El gobierno entregó el mando represivo a Franco, entonces gobernador militar de Baleares, quien moviliza al Tercio de Regulares. La represión se saldó con más de mil muertos y torturas de los detenidos en manos de la guardia civil; miles de despidos por su participación en la huelga y más de treinta mil presos; la mayoría de los dirigentes implicados apresados y veinte penas de muerte, dos de ellas ejecutadas. Los procesos duraron hasta los primeros meses de 1936. La minoría socialista en las Cortes suspendió su actividad parlamentaria. Las presiones de la opinión pública liberal española y europea forzaron el levantamiento del estado de guerra. Con el tiempo, la respuesta política y social, fue el triunfo del Frente Popular en 1936.

El gobierno suspendió las garantías constitucionales; numerosas corporaciones municipales disueltas, locales de sindicatos y partidos cerrados y periódicos clausurados. Los jurados mixtos, recién instaurados durante el bienio reformista, suspendidos. La contrarreforma se hizo más contundente. De las 23 penas de muerte sentenciadas, dos fueron ejecutados: el sargento Vázquez (que había volado un camión con treinta y dos guardias civiles) y Jesús Argüelles Fernández, Pichalatu.

Las represalias duraron en el tiempo. La Ley de Responsabilidades Políticas promulgada por Franco en 1939, tipificaba como punibles los actos y omisiones de quienes hubieran colaborado con la República Española y participado en la revolución de Asturias. Se legitimaban las multas, los embargos de bienes, los destierros y la purga generalizada en el mundo laboral en la posguerra. Esta ley estuvo vigente hasta 1969, fecha en la que prescribieron los delitos cometidos antes del 1de abril de 1939.

Finalizada la Revolución, daba comienzo la feroz represión; pero la lucha contra el capital no había terminado. Organizar la paz con los enemigos no quería decir que se renegara de la lucha de clases.

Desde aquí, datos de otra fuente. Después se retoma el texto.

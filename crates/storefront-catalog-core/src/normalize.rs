//! Catalog export normalizer.
//!
//! Turns a [`RawTable`] read from a storefront export into sellable
//! [`ProductVariant`]s.
//!
//! # Algorithm
//!
//! 1. Keep only the columns in [`ALLOWED_COLUMNS`]; everything else is ignored.
//! 2. Exports list parent-level fields only on the first row of a product.
//!    For every column in [`FORWARD_FILL_COLUMNS`], a blank cell is filled with
//!    the last non-blank value seen for the same `Handle`, in file order.
//! 3. Missing cells become empty strings.
//! 4. When present, `Status` must be `active` and `Published` must be truthy.
//! 5. Rows without a `Variant SKU` are rejected. `Variant Price` is coerced to
//!    a non-negative number, and anything else becomes `0.0`.
//!
//! A file lacking the `Variant SKU` or `Variant Price` column is rejected
//! outright with [`IngestError::Validation`].
//!
//! # Example
//!
//! ```rust
//! use storefront_catalog_core::normalize::normalize_catalog;
//! use storefront_catalog_core::table::RawTable;
//!
//! let csv = "Handle,Title,Variant SKU,Variant Price\n\
//!            h1,Shirt,SHRT-M,19.99\n\
//!            h1,,SHRT-L,21.99\n";
//! let table = RawTable::from_csv_bytes(csv.as_bytes()).unwrap();
//! let catalog = normalize_catalog(&table, "tenant-a").unwrap();
//! assert_eq!(catalog.variants.len(), 2);
//! assert_eq!(catalog.variants[1].title, "Shirt");
//! ```

use std::collections::HashMap;

use serde::Serialize;

use crate::error::IngestError;
use crate::models::{OptionPair, ProductVariant};
use crate::table::RawTable;

pub const HANDLE: &str = "Handle";
pub const TITLE: &str = "Title";
pub const VENDOR: &str = "Vendor";
pub const CATEGORY: &str = "Custom Product Type";
pub const TAGS: &str = "Tags";
pub const PUBLISHED: &str = "Published";
pub const SKU: &str = "Variant SKU";
pub const PRICE: &str = "Variant Price";
pub const INVENTORY_TRACKER: &str = "Variant Inventory Tracker";
pub const INVENTORY_POLICY: &str = "Variant Inventory Policy";
pub const IMAGE_SRC: &str = "Image Src";
pub const VARIANT_IMAGE: &str = "Variant Image";
pub const DESCRIPTION: &str = "SEO Description";
pub const STATUS: &str = "Status";

/// Recognized export columns. Matching is exact and case-sensitive.
pub const ALLOWED_COLUMNS: [&str; 27] = [
    HANDLE,
    TITLE,
    VENDOR,
    CATEGORY,
    TAGS,
    PUBLISHED,
    "Option1 Name",
    "Option1 Value",
    "Option2 Name",
    "Option2 Value",
    "Option3 Name",
    "Option3 Value",
    SKU,
    "Variant Grams",
    INVENTORY_TRACKER,
    INVENTORY_POLICY,
    PRICE,
    IMAGE_SRC,
    "Image Position",
    "Image Alt Text",
    "SEO Title",
    DESCRIPTION,
    VARIANT_IMAGE,
    "Variant Weight Unit",
    "Cost per item",
    "Price / International",
    STATUS,
];

/// Parent-level columns that exports leave blank on variant rows.
pub const FORWARD_FILL_COLUMNS: [&str; 8] = [
    TITLE,
    VENDOR,
    CATEGORY,
    TAGS,
    DESCRIPTION,
    IMAGE_SRC,
    STATUS,
    PUBLISHED,
];

const OPTION_COLUMNS: [(&str, &str); 3] = [
    ("Option1 Name", "Option1 Value"),
    ("Option2 Name", "Option2 Value"),
    ("Option3 Name", "Option3 Value"),
];

/// One allow-listed row: column name → cell, empty when the column is absent.
type CatalogRow = HashMap<&'static str, String>;

/// Row accounting for one normalized file.
///
/// `rows_total == rows_filtered + rows_rejected + emitted` always holds.
#[derive(Debug, Clone, Copy, Default, PartialEq, Eq, Serialize)]
pub struct NormalizeReport {
    pub rows_total: u64,
    /// Dropped by the `Status` / `Published` filter.
    pub rows_filtered: u64,
    /// Dropped for lacking a SKU.
    pub rows_rejected: u64,
    pub emitted: u64,
}

/// Output of [`normalize_catalog`].
#[derive(Debug, Clone)]
pub struct NormalizedCatalog {
    pub variants: Vec<ProductVariant>,
    pub report: NormalizeReport,
}

/// Normalize a parsed export into sellable variants owned by `tenant_id`.
///
/// # Errors
///
/// [`IngestError::Validation`] when the `Variant SKU` or `Variant Price`
/// column is missing. Individual bad rows never fail the file.
pub fn normalize_catalog(
    table: &RawTable,
    tenant_id: &str,
) -> Result<NormalizedCatalog, IngestError> {
    let missing: Vec<&str> = [SKU, PRICE]
        .into_iter()
        .filter(|c| table.column_index(c).is_none())
        .collect();
    if !missing.is_empty() {
        return Err(IngestError::Validation(format!(
            "CSV is missing required column(s): {}",
            missing
                .iter()
                .map(|c| format!("'{}'", c))
                .collect::<Vec<_>>()
                .join(", ")
        )));
    }

    let columns: Vec<(&'static str, usize)> = ALLOWED_COLUMNS
        .iter()
        .filter_map(|&name| table.column_index(name).map(|idx| (name, idx)))
        .collect();
    let has_column = |name: &str| columns.iter().any(|(c, _)| *c == name);

    let mut rows: Vec<CatalogRow> = table
        .rows()
        .iter()
        .map(|cells| {
            columns
                .iter()
                .map(|&(name, idx)| (name, cells.get(idx).cloned().unwrap_or_default()))
                .collect()
        })
        .collect();

    if has_column(HANDLE) {
        forward_fill(&mut rows);
    }

    let filter_status = has_column(STATUS);
    let filter_published = has_column(PUBLISHED);

    let mut report = NormalizeReport {
        rows_total: rows.len() as u64,
        ..Default::default()
    };
    let mut variants = Vec::with_capacity(rows.len());

    for row in &rows {
        if filter_status && !field(row, STATUS).eq_ignore_ascii_case("active") {
            report.rows_filtered += 1;
            continue;
        }
        if filter_published && !is_truthy(field(row, PUBLISHED)) {
            report.rows_filtered += 1;
            continue;
        }

        let sku = field(row, SKU);
        if sku.is_empty() {
            report.rows_rejected += 1;
            continue;
        }

        variants.push(to_variant(row, tenant_id, sku));
        report.emitted += 1;
    }

    Ok(NormalizedCatalog { variants, report })
}

/// Fill blank parent-level cells from the last non-blank value of the same
/// handle. Rows with a blank handle belong to no group and are left as is.
fn forward_fill(rows: &mut [CatalogRow]) {
    let mut last_seen: HashMap<String, HashMap<&'static str, String>> = HashMap::new();

    for row in rows.iter_mut() {
        let handle = field(row, HANDLE).to_string();
        if handle.is_empty() {
            continue;
        }
        let group = last_seen.entry(handle).or_default();

        for col in FORWARD_FILL_COLUMNS {
            let Some(cell) = row.get_mut(col) else {
                continue;
            };
            if cell.trim().is_empty() {
                if let Some(prev) = group.get(col) {
                    *cell = prev.clone();
                }
            } else {
                group.insert(col, cell.clone());
            }
        }
    }
}

fn to_variant(row: &CatalogRow, tenant_id: &str, sku: &str) -> ProductVariant {
    let image_url = [VARIANT_IMAGE, IMAGE_SRC]
        .into_iter()
        .map(|c| field(row, c))
        .find(|v| !v.is_empty())
        .map(str::to_string);

    let option_pairs = OPTION_COLUMNS
        .iter()
        .filter_map(|&(name_col, value_col)| {
            let (name, value) = (field(row, name_col), field(row, value_col));
            (!name.is_empty() && !value.is_empty()).then(|| OptionPair::new(name, value))
        })
        .collect();

    ProductVariant {
        tenant_id: tenant_id.to_string(),
        handle: field(row, HANDLE).to_string(),
        sku: sku.to_string(),
        title: field(row, TITLE).to_string(),
        vendor: field(row, VENDOR).to_string(),
        category: field(row, CATEGORY).to_string(),
        tags: field(row, TAGS).to_string(),
        description: field(row, DESCRIPTION).to_string(),
        price: coerce_price(field(row, PRICE)),
        image_url,
        option_pairs,
        inventory_tracker: non_empty(field(row, INVENTORY_TRACKER)),
        inventory_policy: non_empty(field(row, INVENTORY_POLICY)),
    }
}

/// Trimmed cell value, empty when the column is absent.
fn field<'a>(row: &'a CatalogRow, col: &str) -> &'a str {
    row.get(col).map(|v| v.trim()).unwrap_or("")
}

fn non_empty(value: &str) -> Option<String> {
    (!value.is_empty()).then(|| value.to_string())
}

fn is_truthy(value: &str) -> bool {
    ["true", "yes", "1"]
        .iter()
        .any(|t| value.eq_ignore_ascii_case(t))
}

/// Parse a price cell. Unparseable, non-finite, and negative values become
/// `0.0` instead of rejecting the row.
pub fn coerce_price(raw: &str) -> f64 {
    match raw.trim().parse::<f64>() {
        Ok(p) if p.is_finite() && p >= 0.0 => p,
        _ => 0.0,
    }
}
//! `catalog ingest` and `catalog reindex`.
//!
//! Thin wrappers around [`Catalog::ingest_csv`] and [`Catalog::reindex`]
//! that print a report to stdout. Failures propagate as errors so the
//! process exits non-zero.

use anyhow::{Context, Result};
use std::path::Path;

use storefront_catalog_core::ingest::IngestReport;

use crate::catalog::Catalog;

/// Ingest the CSV file at `path` for `tenant_id` and print the report.
pub async fn run_ingest(catalog: &Catalog, path: &Path, tenant_id: &str) -> Result<()> {
    let bytes = std::fs::read(path)
        .with_context(|| format!("Failed to read catalog file: {}", path.display()))?;

    let report = catalog.ingest_csv(tenant_id, &bytes).await?;
    print_ingest_report(&report);
    Ok(())
}

fn print_ingest_report(report: &IngestReport) {
    let n = &report.normalize;
    println!("ingest {}", report.tenant_id);
    println!("  rows read: {}", n.rows_total);
    println!("  rows filtered (draft/unpublished): {}", n.rows_filtered);
    println!("  rows rejected (missing SKU): {}", n.rows_rejected);
    println!("  variants processed: {}", report.processed_count);
    if report.tenant_created {
        println!("  tenant created");
    }
    println!("  relational rows written: {}", report.relational_written);
    println!("  vectors written: {}", report.vectors_written);
    if report.vectors_unchanged > 0 {
        println!("  vectors unchanged: {}", report.vectors_unchanged);
    }
    if report.vectors_pending > 0 {
        println!(
            "  vectors pending: {} (embeddings disabled; run `catalog reindex`)",
            report.vectors_pending
        );
    }
    if let Some(warning) = &report.degraded {
        println!("  warning: degraded mode, relational write skipped: {}", warning.reason);
    }
    println!("ok");
}

/// Rebuild every vector of `tenant_id` and print a summary.
pub async fn run_reindex(catalog: &Catalog, tenant_id: &str) -> Result<()> {
    let report = catalog.reindex(tenant_id).await?;

    println!("reindex {}", report.tenant_id);
    println!("  variants: {}", report.variants);
    println!("  vectors removed: {}", report.vectors_removed);
    println!("  vectors written: {}", report.vectors_written);
    println!("ok");
    Ok(())
}
//! Embedding provider trait and vector utilities.
//!
//! [`EmbeddingProvider`] is the seam between the catalog core and whatever
//! turns text into vectors. Providers are built once per process and shared
//! (`Arc<dyn EmbeddingProvider>`) by ingestion and retrieval, which is what
//! keeps catalog vectors and query vectors in the same embedding space.
//!
//! Concrete providers (OpenAI, Ollama, fastembed) live in the
//! `storefront-catalog` app crate.

use anyhow::{bail, Result};
use async_trait::async_trait;

/// Converts text into fixed-size vectors.
#[async_trait]
pub trait EmbeddingProvider: Send + Sync {
    /// Returns the model identifier (e.g. `"text-embedding-3-small"`).
    fn model_name(&self) -> &str;

    /// Returns the embedding vector dimensionality (e.g. `1536`), or `0`
    /// when unknown.
    fn dims(&self) -> usize;

    /// `false` for a provider that is configured off. Ingestion then skips
    /// the vector phase instead of failing.
    fn is_enabled(&self) -> bool {
        true
    }

    /// Embed a batch of texts, returning one vector per input, in order.
    async fn embed_texts(&self, texts: &[String]) -> Result<Vec<Vec<f32>>>;
}

/// Embed a single query text.
pub async fn embed_query(provider: &dyn EmbeddingProvider, text: &str) -> Result<Vec<f32>> {
    let vectors = embed_batches(provider, &[text.to_string()], 1).await?;
    vectors
        .into_iter()
        .next()
        .ok_or_else(|| anyhow::anyhow!("Empty embedding response"))
}

/// Embed `texts` in batches of at most `batch_size`, checking that the
/// provider returned exactly one vector of the advertised size per input.
pub async fn embed_batches(
    provider: &dyn EmbeddingProvider,
    texts: &[String],
    batch_size: usize,
) -> Result<Vec<Vec<f32>>> {
    let mut out = Vec::with_capacity(texts.len());

    for batch in texts.chunks(batch_size.max(1)) {
        let vectors = provider.embed_texts(batch).await?;
        if vectors.len() != batch.len() {
            bail!(
                "embedding provider '{}' returned {} vectors for {} texts",
                provider.model_name(),
                vectors.len(),
                batch.len()
            );
        }
        let dims = provider.dims();
        if let Some(bad) = vectors.iter().find(|v| dims > 0 && v.len() != dims) {
            bail!(
                "embedding provider '{}' returned a {}-dimensional vector, expected {}",
                provider.model_name(),
                bad.len(),
                dims
            );
        }
        out.extend(vectors);
    }

    Ok(out)
}

/// A provider that is configured off. Every embedding call fails.
pub struct DisabledProvider;

#[async_trait]
impl EmbeddingProvider for DisabledProvider {
    fn model_name(&self) -> &str {
        "disabled"
    }

    fn dims(&self) -> usize {
        0
    }

    fn is_enabled(&self) -> bool {
        false
    }

    async fn embed_texts(&self, _texts: &[String]) -> Result<Vec<Vec<f32>>> {
        bail!("Embedding provider is disabled")
    }
}

/// Encode a vector as little-endian `f32` bytes for BLOB storage.
///
/// ```rust
/// use storefront_catalog_core::embedding::{blob_to_vec, vec_to_blob};
///
/// let v = vec![0.5f32, -1.0];
/// assert_eq!(blob_to_vec(&vec_to_blob(&v)), v);
/// ```
pub fn vec_to_blob(vec: &[f32]) -> Vec<u8> {
    vec.iter().flat_map(|v| v.to_le_bytes()).collect()
}

/// Decode a BLOB written by [`vec_to_blob`]. Trailing partial values are
/// ignored.
pub fn blob_to_vec(blob: &[u8]) -> Vec<f32> {
    blob.chunks_exact(4)
        .map(|b| f32::from_le_bytes([b[0], b[1], b[2], b[3]]))
        .collect()
}

/// Cosine similarity in `[-1.0, 1.0]`.
///
/// Returns `0.0` for empty vectors, vectors of different lengths, and
/// zero-magnitude vectors.
pub fn cosine_similarity(a: &[f32], b: &[f32]) -> f32 {
    if a.len() != b.len() || a.is_empty() {
        return 0.0;
    }

    let (mut dot, mut norm_a, mut norm_b) = (0.0f32, 0.0f32, 0.0f32);
    for (x, y) in a.iter().zip(b) {
        dot += x * y;
        norm_a += x * x;
        norm_b += y * y;
    }

    let denom = norm_a.sqrt() * norm_b.sqrt();
    if denom < f32::EPSILON {
        return 0.0;
    }
    dot / denom
}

Decía Belarmino Tomás: "lo que hoy hacemos es un alto en el camino, en el cual subsanaremos nuestros errores para no volver a caer en los mismos". Desde entonces, los partidos y sindicatos de clase, siguen en aquel alto.

Después de tanto padecer y sufrimiento, déjenme recordar la indecencia del presidente en funciones y secretario general del PSOE, Pedro Sánchez, cuando dice que los valores de la Segunda República, están representados en la actual monarquía parlamentaria; cuando es heredera del franquismo y de su represión. Vergonzoso.